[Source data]
· · · ·
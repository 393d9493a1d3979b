//! Fixed-size worker pool over a shared FIFO job queue.
//!
//! All shared bookkeeping (queue, running count, per-tag pending counts,
//! shutdown flag) lives behind one mutex. Two condition variables signal
//! "a job is available" to workers and "jobs finished" to waiters.

use std::collections::VecDeque;
use std::panic::{self, AssertUnwindSafe};
use std::sync::atomic::{AtomicU64, Ordering};
use std::sync::Arc;
use std::thread::{self, JoinHandle};

use parking_lot::{Condvar, Mutex};
use rustc_hash::FxHashMap;
use thiserror::Error;
use tracing::{debug, error, trace};

use super::job::{Job, JobTag};

/// Pool size used when none is configured.
pub const DEFAULT_WORKER_THREADS: usize = 4;

/// Errors raised while building the worker pool.
#[derive(Debug, Error)]
pub enum SchedulerError {
    #[error("Job scheduler needs at least one worker thread")]
    NoWorkers,

    #[error("Failed to spawn worker thread: {0}")]
    Spawn(#[from] std::io::Error),
}

struct QueueState {
    queue: VecDeque<Box<dyn Job>>,
    running: usize,
    tagged_pending: FxHashMap<JobTag, usize>,
    shutdown: bool,
}

impl QueueState {
    fn all_finished(&self) -> bool {
        self.queue.is_empty() && self.running == 0
    }

    fn tag_finished(&self, tag: JobTag) -> bool {
        self.tagged_pending.get(&tag).map_or(true, |&pending| pending == 0)
    }
}

struct Shared {
    state: Mutex<QueueState>,
    job_available: Condvar,
    jobs_finished: Condvar,
}

/// Fixed pool of worker threads consuming a shared job queue.
///
/// Created once by whatever drives the search and shared (via `Arc`) with
/// every tree that needs parallel rollouts. Dropping the scheduler waits for
/// all outstanding jobs, then stops and joins the workers.
///
/// ## Example
///
/// ```
/// use std::sync::atomic::{AtomicUsize, Ordering};
/// use std::sync::Arc;
/// use uct_engine::scheduler::{FnJob, JobScheduler};
///
/// let scheduler = JobScheduler::new(2).unwrap();
/// let tag = scheduler.next_tag();
/// let done = Arc::new(AtomicUsize::new(0));
///
/// for _ in 0..8 {
///     let done = Arc::clone(&done);
///     scheduler.schedule(Box::new(FnJob::new(move || {
///         done.fetch_add(1, Ordering::SeqCst);
///     }).with_tag(tag)));
/// }
///
/// scheduler.wait_until_finished(Some(tag));
/// assert_eq!(done.load(Ordering::SeqCst), 8);
/// ```
pub struct JobScheduler {
    shared: Arc<Shared>,
    workers: Vec<JoinHandle<()>>,
    worker_count: usize,
    next_tag: AtomicU64,
}

impl JobScheduler {
    /// Start a pool of `worker_count` threads.
    ///
    /// Fails if `worker_count` is zero or a thread cannot be spawned; workers
    /// spawned before a failure are shut down again.
    pub fn new(worker_count: usize) -> Result<Self, SchedulerError> {
        if worker_count == 0 {
            return Err(SchedulerError::NoWorkers);
        }

        let shared = Arc::new(Shared {
            state: Mutex::new(QueueState {
                queue: VecDeque::new(),
                running: 0,
                tagged_pending: FxHashMap::default(),
                shutdown: false,
            }),
            job_available: Condvar::new(),
            jobs_finished: Condvar::new(),
        });

        let mut scheduler = Self {
            shared,
            workers: Vec::with_capacity(worker_count),
            worker_count,
            next_tag: AtomicU64::new(0),
        };

        for i in 0..worker_count {
            let shared = Arc::clone(&scheduler.shared);
            // On error `scheduler` drops here, joining the workers already started
            let handle = thread::Builder::new()
                .name(format!("rollout-worker-{}", i))
                .spawn(move || worker_loop(shared))?;
            scheduler.workers.push(handle);
        }

        debug!(workers = worker_count, "job scheduler started");
        Ok(scheduler)
    }

    /// Number of worker threads in the pool.
    #[must_use]
    pub fn worker_count(&self) -> usize {
        self.worker_count
    }

    /// Allocate a fresh tag for a group of jobs.
    pub fn next_tag(&self) -> JobTag {
        JobTag::new(self.next_tag.fetch_add(1, Ordering::Relaxed))
    }

    /// Queue a job and wake one idle worker.
    pub fn schedule(&self, job: Box<dyn Job>) {
        let mut state = self.shared.state.lock();
        if let Some(tag) = job.tag() {
            *state.tagged_pending.entry(tag).or_insert(0) += 1;
        }
        state.queue.push_back(job);
        self.shared.job_available.notify_one();
    }

    /// Non-blocking check whether jobs have finished.
    ///
    /// With no tag: the queue is empty and no job is running. With a tag:
    /// no job carrying that tag is queued or running.
    #[must_use]
    pub fn jobs_have_finished(&self, tag: Option<JobTag>) -> bool {
        let state = self.shared.state.lock();
        match tag {
            None => state.all_finished(),
            Some(tag) => state.tag_finished(tag),
        }
    }

    /// Block until jobs have finished (see [`Self::jobs_have_finished`]).
    ///
    /// Must not be called from inside a job.
    pub fn wait_until_finished(&self, tag: Option<JobTag>) {
        let mut state = self.shared.state.lock();
        match tag {
            None => {
                while !state.all_finished() {
                    self.shared.jobs_finished.wait(&mut state);
                }
            }
            Some(tag) => {
                while !state.tag_finished(tag) {
                    self.shared.jobs_finished.wait(&mut state);
                }
            }
        }
    }
}

impl Drop for JobScheduler {
    fn drop(&mut self) {
        self.wait_until_finished(None);

        self.shared.state.lock().shutdown = true;
        self.shared.job_available.notify_all();

        for handle in self.workers.drain(..) {
            if handle.join().is_err() {
                error!("rollout worker exited abnormally");
            }
        }
        debug!("job scheduler stopped");
    }
}

impl std::fmt::Debug for JobScheduler {
    fn fmt(&self, f: &mut std::fmt::Formatter<'_>) -> std::fmt::Result {
        f.debug_struct("JobScheduler")
            .field("worker_count", &self.worker_count)
            .finish_non_exhaustive()
    }
}

fn worker_loop(shared: Arc<Shared>) {
    loop {
        let job = {
            let mut state = shared.state.lock();
            while state.queue.is_empty() && !state.shutdown {
                shared.job_available.wait(&mut state);
            }
            if state.shutdown {
                break;
            }
            let Some(job) = state.queue.pop_front() else {
                continue;
            };
            state.running += 1;
            job
        };

        let tag = job.tag();
        trace!(?tag, "running job");
        if panic::catch_unwind(AssertUnwindSafe(|| job.execute())).is_err() {
            error!(?tag, "job panicked");
        }

        let mut state = shared.state.lock();
        state.running -= 1;
        let mut tag_done = false;
        if let Some(tag) = tag {
            if let Some(pending) = state.tagged_pending.get_mut(&tag) {
                *pending -= 1;
                if *pending == 0 {
                    state.tagged_pending.remove(&tag);
                    tag_done = true;
                }
            }
        }
        if tag_done || state.running == 0 {
            shared.jobs_finished.notify_all();
        }
    }
}

#[cfg(test)]
mod tests {
    use super::*;
    use crate::scheduler::FnJob;
    use std::sync::atomic::AtomicUsize;
    use std::time::Duration;

    #[test]
    fn test_zero_workers_rejected() {
        assert!(matches!(JobScheduler::new(0), Err(SchedulerError::NoWorkers)));
    }

    #[test]
    fn test_worker_count() {
        let scheduler = JobScheduler::new(3).unwrap();
        assert_eq!(scheduler.worker_count(), 3);
    }

    #[test]
    fn test_tags_are_unique() {
        let scheduler = JobScheduler::new(1).unwrap();
        let a = scheduler.next_tag();
        let b = scheduler.next_tag();
        assert_ne!(a, b);
    }

    #[test]
    fn test_wait_all() {
        let scheduler = JobScheduler::new(4).unwrap();
        let counter = Arc::new(AtomicUsize::new(0));

        for _ in 0..100 {
            let counter = Arc::clone(&counter);
            scheduler.schedule(Box::new(FnJob::new(move || {
                counter.fetch_add(1, Ordering::SeqCst);
            })));
        }

        scheduler.wait_until_finished(None);

        assert_eq!(counter.load(Ordering::SeqCst), 100);
        assert!(scheduler.jobs_have_finished(None));
    }

    #[test]
    fn test_wait_tagged_only() {
        let scheduler = JobScheduler::new(2).unwrap();
        let fast = scheduler.next_tag();
        let counter = Arc::new(AtomicUsize::new(0));

        for _ in 0..4 {
            let counter = Arc::clone(&counter);
            scheduler.schedule(Box::new(
                FnJob::new(move || {
                    counter.fetch_add(1, Ordering::SeqCst);
                })
                .with_tag(fast),
            ));
        }

        scheduler.wait_until_finished(Some(fast));

        assert_eq!(counter.load(Ordering::SeqCst), 4);
        assert!(scheduler.jobs_have_finished(Some(fast)));
    }

    #[test]
    fn test_unknown_tag_is_finished() {
        let scheduler = JobScheduler::new(1).unwrap();
        let tag = scheduler.next_tag();

        assert!(scheduler.jobs_have_finished(Some(tag)));
        // Returns immediately
        scheduler.wait_until_finished(Some(tag));
    }

    #[test]
    fn test_panicking_job_does_not_stall_pool() {
        let scheduler = JobScheduler::new(1).unwrap();
        let tag = scheduler.next_tag();
        let counter = Arc::new(AtomicUsize::new(0));

        scheduler.schedule(Box::new(FnJob::new(|| panic!("boom")).with_tag(tag)));
        let c = Arc::clone(&counter);
        scheduler.schedule(Box::new(
            FnJob::new(move || {
                c.fetch_add(1, Ordering::SeqCst);
            })
            .with_tag(tag),
        ));

        scheduler.wait_until_finished(Some(tag));

        assert_eq!(counter.load(Ordering::SeqCst), 1);
    }

    #[test]
    fn test_drop_drains_queue() {
        let counter = Arc::new(AtomicUsize::new(0));
        {
            let scheduler = JobScheduler::new(2).unwrap();
            for _ in 0..10 {
                let counter = Arc::clone(&counter);
                scheduler.schedule(Box::new(FnJob::new(move || {
                    thread::sleep(Duration::from_millis(1));
                    counter.fetch_add(1, Ordering::SeqCst);
                })));
            }
        }
        assert_eq!(counter.load(Ordering::SeqCst), 10);
    }
}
· · · ·
_Exercise_.
Look above for the line with "to workers and" and the line with "use thiserror::Error;". Retype those two lines and every line between them exactly, adding nothing.

_Solution for this problem_.
//! "a job is available" to workers and "jobs finished" to waiters.

use std::collections::VecDeque;
use std::panic::{self, AssertUnwindSafe};
use std::sync::atomic::{AtomicU64, Ordering};
use std::sync::Arc;
use std::thread::{self, JoinHandle};

use parking_lot::{Condvar, Mutex};
use rustc_hash::FxHashMap;
use thiserror::Error;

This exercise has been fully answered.